Current scientific thinking links gravity with the curvature of spacetime. Unfortunately, quantum mechanics disagrees (but quantum mechanics is like that frizzy-haired uncle no one likes to talk to because he seems to only speak gibberish). Despite all that, most situations still work fine with Newton's "simple" Law of Gravity. Here we also see that laws are meant to be broken, even when they're scientific, since relativity and quantum mechanics have proven that Newton's law does not apply to all possible scenarios. Basically, given a vacuum (to negate air resistance and buoyancy) and objects of negligible mass (relative to a planet), objects will fall to the ground at the same rate (both would fall at approximately 9.8m/s2 on Earth).

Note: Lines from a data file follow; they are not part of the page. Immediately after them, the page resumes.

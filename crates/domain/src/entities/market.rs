use crate::enums::{Network, ProviderName};
use crate::error::DomainError;
use rust_decimal::Decimal;
use serde::{Deserialize, Serialize};

/// A lending market a loop can be built on.
#[derive(Debug, Clone, PartialEq, Eq, Serialize, Deserialize)]
pub struct Market {
    pub id: String,
    pub name: String,
    pub network: Network,
    pub provider: ProviderName,
}

impl Market {
    pub fn new(
        id: impl Into<String>,
        name: impl Into<String>,
        network: Network,
        provider: ProviderName,
    ) -> Self {
        Self {
            id: id.into(),
            name: name.into(),
            network,
            provider,
        }
    }
}

/// Rate and risk parameters of a market at a point in time.
///
/// Rates are annualized fractions (`0.048` is 4.8% APY).
#[derive(Debug, Clone, PartialEq, Serialize, Deserialize)]
#[serde(rename_all = "camelCase")]
pub struct MarketSnapshot {
    pub market_id: String,
    #[serde(rename = "supplyAPY")]
    pub supply_apy: Decimal,
    #[serde(rename = "borrowAPY")]
    pub borrow_apy: Decimal,
    pub incentives_supply: Decimal,
    pub incentives_borrow: Decimal,
    /// Maximum loan-to-value allowed when borrowing.
    pub ltv: Decimal,
    /// Debt-to-collateral ratio at which the position becomes liquidatable.
    pub liquidation_threshold: Decimal,
    /// Penalty fraction paid to liquidators.
    pub liquidation_bonus: Decimal,
    pub available_liquidity: Decimal,
    pub utilization: Decimal,
    pub oracle_type: String,
    #[serde(default)]
    pub notes: Vec<String>,
    #[serde(default)]
    pub risk_flags: Vec<String>,
}

impl MarketSnapshot {
    /// Net incentive rate paid on top of the base rates.
    pub fn incentives_net(&self) -> Decimal {
        self.incentives_supply + self.incentives_borrow
    }

    /// Checks `0 < liquidation_threshold <= 1` and `0 <= ltv < liquidation_threshold`.
    ///
    /// # Errors
    /// Returns [`DomainError::InvalidSnapshot`] naming the broken bound.
    pub fn validate(&self) -> Result<(), DomainError> {
        let invalid = |reason: String| DomainError::InvalidSnapshot {
            market_id: self.market_id.clone(),
            reason,
        };

        if self.liquidation_threshold <= Decimal::ZERO || self.liquidation_threshold > Decimal::ONE {
            return Err(invalid(format!(
                "liquidation threshold {} outside (0, 1]",
                self.liquidation_threshold
            )));
        }
        if self.ltv < Decimal::ZERO || self.ltv >= self.liquidation_threshold {
            return Err(invalid(format!(
                "ltv {} outside [0, {})",
                self.ltv, self.liquidation_threshold
            )));
        }
        Ok(())
    }
}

Astronauts make everything better, so fortunately the concept was illustrated by our good friend Commander David Scott during the Apollo 15 mission.

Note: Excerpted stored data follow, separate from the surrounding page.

//! Table rendering for command results.

use looplab_domain::entities::{Market, MarketSnapshot, PointsModel, StrategyInput};
use looplab_domain::value_objects::{
    HealthFactor, Percentage, SavedSnapshot, StrategyResult, StressResult,
};
use looplab_data::repositories::SavedEntry;
use looplab_optimization::ComparisonRow;
use looplab_simulation::points::{PointsProjection, UnlockSchedule};
use looplab_simulation::risk::RiskAlert;
use prettytable::{Table, cell, row};
use rust_decimal::Decimal;

fn usd(value: Decimal) -> String {
    format!("${}", value.round_dp(2))
}

fn ratio(value: Decimal) -> String {
    value.round_dp(4).normalize().to_string()
}

fn health(value: &HealthFactor) -> String {
    value.to_string()
}

pub fn print_markets(markets: &[Market]) {
    if markets.is_empty() {
        println!("No markets match the filters.");
        return;
    }
    let mut table = Table::new();
    table.set_titles(row!["Id", "Name", "Network", "Provider"]);
    for market in markets {
        table.add_row(row![market.id, market.name, market.network, market.provider]);
    }
    table.printstd();
}

pub fn print_assets(market_id: &str, assets: &[String]) {
    println!("Assets on {market_id}: {}", assets.join(", "));
}

pub fn print_market(snapshot: &MarketSnapshot) {
    let mut table = Table::new();
    table.set_titles(row!["Market", snapshot.market_id]);
    table.add_row(row!["Supply APY", Percentage(snapshot.supply_apy)]);
    table.add_row(row!["Borrow APY", Percentage(snapshot.borrow_apy)]);
    table.add_row(row!["Net incentives", Percentage(snapshot.incentives_net())]);
    table.add_row(row!["Max LTV", Percentage(snapshot.ltv)]);
    table.add_row(row!["Liquidation threshold", Percentage(snapshot.liquidation_threshold)]);
    table.add_row(row!["Utilization", Percentage(snapshot.utilization)]);
    table.add_row(row!["Available liquidity", usd(snapshot.available_liquidity)]);
    table.add_row(row!["Oracle", snapshot.oracle_type]);
    table.printstd();
    for note in &snapshot.notes {
        println!("  • {note}");
    }
    for flag in &snapshot.risk_flags {
        println!("  ⚠ {flag}");
    }
}

pub fn print_simulation(strategy: &StrategyInput, result: &StrategyResult, alerts: &[RiskAlert]) {
    println!(
        "\n📊 {} on {} ({} → {}, {})",
        strategy.name,
        strategy.market_id,
        strategy.collateral_asset,
        strategy.debt_asset,
        usd(strategy.initial_capital)
    );

    let mut table = Table::new();
    table.set_titles(row!["Metric", "Value"]);
    table.add_row(row!["Net ROE", Percentage(result.net_roe)]);
    table.add_row(row!["Health factor", health(&result.health_factor)]);
    table.add_row(row!["Liquidation price (× current)", ratio(result.liquidation_price)]);
    table.add_row(row!["Distance to liquidation", Percentage(result.distance_to_liq)]);
    table.add_row(row!["Leverage", format!("{}x", ratio(result.leverage))]);
    table.add_row(row!["Supply APY", Percentage(result.supply_apy)]);
    table.add_row(row!["Borrow APY", Percentage(result.borrow_apy)]);
    table.add_row(row!["Net incentives", Percentage(result.incentives_net)]);
    table.add_row(row!["Fees", Percentage(result.fees)]);
    table.printstd();

    let mut assumptions = Table::new();
    assumptions.set_titles(row!["Assumption", "Value"]);
    for assumption in result.assumptions.iter() {
        assumptions.add_row(row![assumption.label, assumption.value]);
    }
    assumptions.printstd();

    for alert in alerts {
        let marker = if alert.triggered { "⚠" } else { "✓" };
        println!("{marker} {}", alert.message);
    }
}

pub fn print_stress(results: &[StressResult]) {
    let mut table = Table::new();
    table.set_titles(row!["Scenario", "Health factor", "Net ROE"]);
    for result in results {
        table.add_row(row![result.label, health(&result.health_factor), Percentage(result.net_roe)]);
    }
    table.printstd();
}

pub fn print_break_even(snapshot: &MarketSnapshot, rate: Option<Decimal>) {
    match rate {
        Some(rate) => {
            println!("Break-even borrow APY: {}", Percentage(rate));
            println!(
                "Current borrow APY:    {} (headroom {})",
                Percentage(snapshot.borrow_apy),
                Percentage(rate - snapshot.borrow_apy)
            );
        }
        None => println!("Break-even borrow APY: N/A (no debt)"),
    }
}

pub fn print_comparison(rows: &[ComparisonRow]) {
    let mut table = Table::new();
    table.set_titles(row!["Strategy", "Market", "Net ROE", "Health factor", "Distance", "RAR", "Badges"]);
    for entry in rows {
        let badges: Vec<&str> = entry.badges.iter().map(|b| b.label()).collect();
        table.add_row(row![
            entry.strategy.name,
            entry.strategy.market_id,
            Percentage(entry.result.net_roe),
            health(&entry.result.health_factor),
            Percentage(entry.result.distance_to_liq),
            ratio(entry.risk_adjusted_return),
            badges.join(", ")
        ]);
    }
    table.printstd();
}

pub fn print_points(model: &PointsModel, projection: &PointsProjection) {
    println!("\n🎯 {}", model.project);
    println!(
        "Points: {} (range {} to {}, confidence {:?})",
        projection.total_points.round_dp(2).normalize(),
        projection.min_points.normalize(),
        projection.max_points.normalize(),
        projection.confidence
    );

    let mut table = Table::new();
    table.set_titles(row!["Scenario", "FDV", "Value / point", "Min value", "Max value"]);
    for scenario in &projection.scenarios {
        table.add_row(row![
            format!("{:?}", scenario.scenario),
            usd(scenario.fdv),
            format!("${}", scenario.value_per_point.round_dp(6).normalize()),
            usd(scenario.min_value),
            usd(scenario.max_value)
        ]);
    }
    table.printstd();

    if let Some(unlock) = &projection.unlock {
        println!("Unlock: {}", unlock_terms(unlock));
    }
}

fn unlock_terms(unlock: &UnlockSchedule) -> String {
    let mut terms = Vec::new();
    if let Some(tge) = unlock.tge_unlock_pct {
        terms.push(format!("{}% at TGE", tge.normalize()));
    }
    if let Some(months) = unlock.vesting_months {
        terms.push(format!("vesting over {months} months"));
    }
    if let Some(monthly) = unlock.monthly_unlock_pct {
        terms.push(format!("{}% per month", monthly.round_dp(2).normalize()));
    }
    terms.join(", ")
}

pub fn print_entry(entry: &SavedEntry) {
    let mut table = Table::new();
    match entry {
        SavedEntry::Strategy(s) => {
            table.set_titles(row!["Strategy", s.name]);
            table.add_row(row!["Id", s.id]);
            table.add_row(row!["Market", format!("{} • {} • {}", s.network, s.provider, s.market_id)]);
            table.add_row(row!["Collateral", s.collateral_asset]);
            table.add_row(row!["Debt", s.debt_asset]);
            table.add_row(row!["Initial capital", usd(s.initial_capital)]);
            table.add_row(row!["Risk target", format!("drawdown {}", s.risk_target)]);
            table.add_row(row!["Mode", s.mode]);
        }
        SavedEntry::Points(p) => {
            table.set_titles(row!["Points model", p.project]);
            table.add_row(row!["Id", p.id.0]);
            table.add_row(row!["Points / day", p.points_per_day.normalize()]);
            table.add_row(row!["Days", p.days]);
            table.add_row(row!["Multiplier", p.multiplier.normalize()]);
            table.add_row(row![
                "Points range",
                format!("{} - {}", p.range.min_points.normalize(), p.range.max_points.normalize())
            ]);
        }
    }
    table.printstd();
}

pub fn print_store(snapshot: &SavedSnapshot) {
    if snapshot.is_empty() {
        println!("The store is empty.");
        return;
    }

    if !snapshot.strategies.is_empty() {
        let mut table = Table::new();
        table.set_titles(row!["Id", "Strategy", "Market", "Capital", "Risk", "Mode"]);
        for s in &snapshot.strategies {
            table.add_row(row![s.id, s.name, s.market_id, usd(s.initial_capital), s.risk_target, s.mode]);
        }
        table.printstd();
    }

    if !snapshot.points.is_empty() {
        let mut table = Table::new();
        table.set_titles(row!["Id", "Project", "Points / day", "Days", "Airdrop %"]);
        for p in &snapshot.points {
            table.add_row(row![p.id.0, p.project, p.points_per_day, p.days, p.airdrop_percent]);
        }
        table.printstd();
    }
}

Transcript for people without video: "Well, in my left hand I have a feather. In my right hand, a hammer. I guess one of the reasons we got here today was because of a gentleman named Galileo a long time ago, who made a rather significant discovery about falling objects in gravity fields. And we thought, 'Where would be a better place to confirm his findings than on the moon?' And so we thought we'd try it here for you. The feather happens to be appropriately a falcon feather...for our Falcon. And I'll drop the two of 'em here, and - hopefully - they'll hit the ground at the same time. [hammer and feather hit the ground simultaneously] How 'bout that? This proves that mister Galileo was correct in his findings."

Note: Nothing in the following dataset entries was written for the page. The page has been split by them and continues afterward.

//! Break-even solver.
//!
//! Inverts the net ROE formula for the borrow APY, holding every other
//! parameter of the loop fixed.

use crate::engine::LoopParameters;
use looplab_domain::entities::{MarketSnapshot, StrategyInput};
use looplab_domain::error::DomainError;
use looplab_domain::math::leverage;
use rust_decimal::Decimal;

/// Borrow APY at which the strategy's net ROE is zero.
///
/// formula: (supply_apy * multiplier + incentives_net - fees) / (multiplier - 1)
///
/// Returns `Ok(None)` for an unleveraged strategy, where no borrow rate is
/// meaningful.
///
/// # Errors
/// Propagates validation errors of the strategy or the snapshot, and
/// returns [`DomainError::LeverageOverflow`] if the rate is out of range.
pub fn break_even_borrow_rate(
    input: &StrategyInput,
    snapshot: &MarketSnapshot,
) -> Result<Option<Decimal>, DomainError> {
    let params = LoopParameters::derive(input, snapshot)?;
    if params.multiplier == Decimal::ONE {
        return Ok(None);
    }
    leverage::break_even_borrow_rate(
        snapshot.supply_apy,
        params.multiplier,
        params.incentives_net,
        params.fees,
    )
    .map(Some)
    .ok_or(DomainError::LeverageOverflow(params.ltv_used))
}

#[cfg(test)]
mod tests {
    use super::*;
    use crate::engine::simulate_strategy;
    use looplab_domain::entities::{AdvancedOverrides, Market};
    use looplab_domain::enums::{Network, ProviderName, RiskTarget};
    use rust_decimal_macros::dec;

    fn snapshot() -> MarketSnapshot {
        MarketSnapshot {
            market_id: "op-morpho-weth".to_string(),
            supply_apy: dec!(0.061),
            borrow_apy: dec!(0.083),
            incentives_supply: dec!(0.02),
            incentives_borrow: dec!(0.012),
            ltv: dec!(0.7),
            liquidation_threshold: dec!(0.76),
            liquidation_bonus: dec!(0.055),
            available_liquidity: dec!(95000000),
            utilization: dec!(0.69),
            oracle_type: "TWAP + Chainlink".to_string(),
            notes: vec![],
            risk_flags: vec![],
        }
    }

    fn input(risk_target: RiskTarget) -> StrategyInput {
        let market = Market::new("op-morpho-weth", "OP / WETH Boost", Network::Optimism, ProviderName::Morpho);
        StrategyInput::new("Loop", &market, "ETH", "USDC", dec!(5000), risk_target)
    }

    #[test]
    fn test_break_even_zeroes_net_roe() {
        for target in RiskTarget::ALL {
            let strategy = input(target);
            let rate = break_even_borrow_rate(&strategy, &snapshot()).unwrap().unwrap();

            let mut at_break_even = snapshot();
            at_break_even.borrow_apy = rate;
            let result = simulate_strategy(&strategy, &at_break_even).unwrap();
            assert!(result.net_roe.abs() < dec!(0.000000001), "{}", result.net_roe);
        }
    }

    #[test]
    fn test_break_even_for_half_ltv() {
        // m = 2: (0.061 * 2 + 0.032 - 0.003) / 1
        let strategy = input(RiskTarget::Drawdown15).with_overrides(AdvancedOverrides {
            manual_ltv: Some(dec!(0.5)),
            ..Default::default()
        });
        let rate = break_even_borrow_rate(&strategy, &snapshot()).unwrap();
        assert_eq!(rate, Some(dec!(0.151)));
    }

    #[test]
    fn test_break_even_undefined_without_debt() {
        let strategy = input(RiskTarget::Drawdown15).with_overrides(AdvancedOverrides {
            manual_ltv: Some(Decimal::ZERO),
            ..Default::default()
        });
        assert_eq!(break_even_borrow_rate(&strategy, &snapshot()).unwrap(), None);
    }

    #[test]
    fn test_break_even_near_full_ltv() {
        let near_one = |ltv: Decimal| {
            input(RiskTarget::Drawdown15).with_overrides(AdvancedOverrides {
                manual_ltv: Some(ltv),
                ..Default::default()
            })
        };

        // m = 1e25: the rate converges to the supply APY.
        let rate = break_even_borrow_rate(&near_one(dec!(0.9999999999999999999999999)), &snapshot())
            .unwrap()
            .unwrap();
        assert!((rate - dec!(0.061)).abs() < dec!(0.000000001));

        // m = 1e28 with a 1000% supply APY no longer fits.
        let ltv = dec!(0.9999999999999999999999999999);
        let mut extreme = snapshot();
        extreme.supply_apy = dec!(10);
        assert_eq!(
            break_even_borrow_rate(&near_one(ltv), &extreme),
            Err(DomainError::LeverageOverflow(ltv))
        );
    }
}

Returning to our opening statements: people also tend to believe that horizontal motion negates gravity. If an object is shot horizontally and another object dropped simultaneously from the same height, both objects will hit the ground at the same time. Gravity's pull is uniform regardless of horizontal motion. This too, is illustrated by crazy science teachers around the world. Exhibit A:

(I apologize in advance for the lack of more astronauts)



...There is no Exhibit B.

Edit for 2013-2-06: There is an Exhibit B; I've since become aware that the Mythbusters have also performed this experiment using actual firearms with a result that is well within margin of error (basically the only improvements you could ask for is better timing on the drop/shot simultaneity and doing it in a vacuum).


Randomly teaching people about gravity since 2003; just another reason not to follow me when I walk home from school.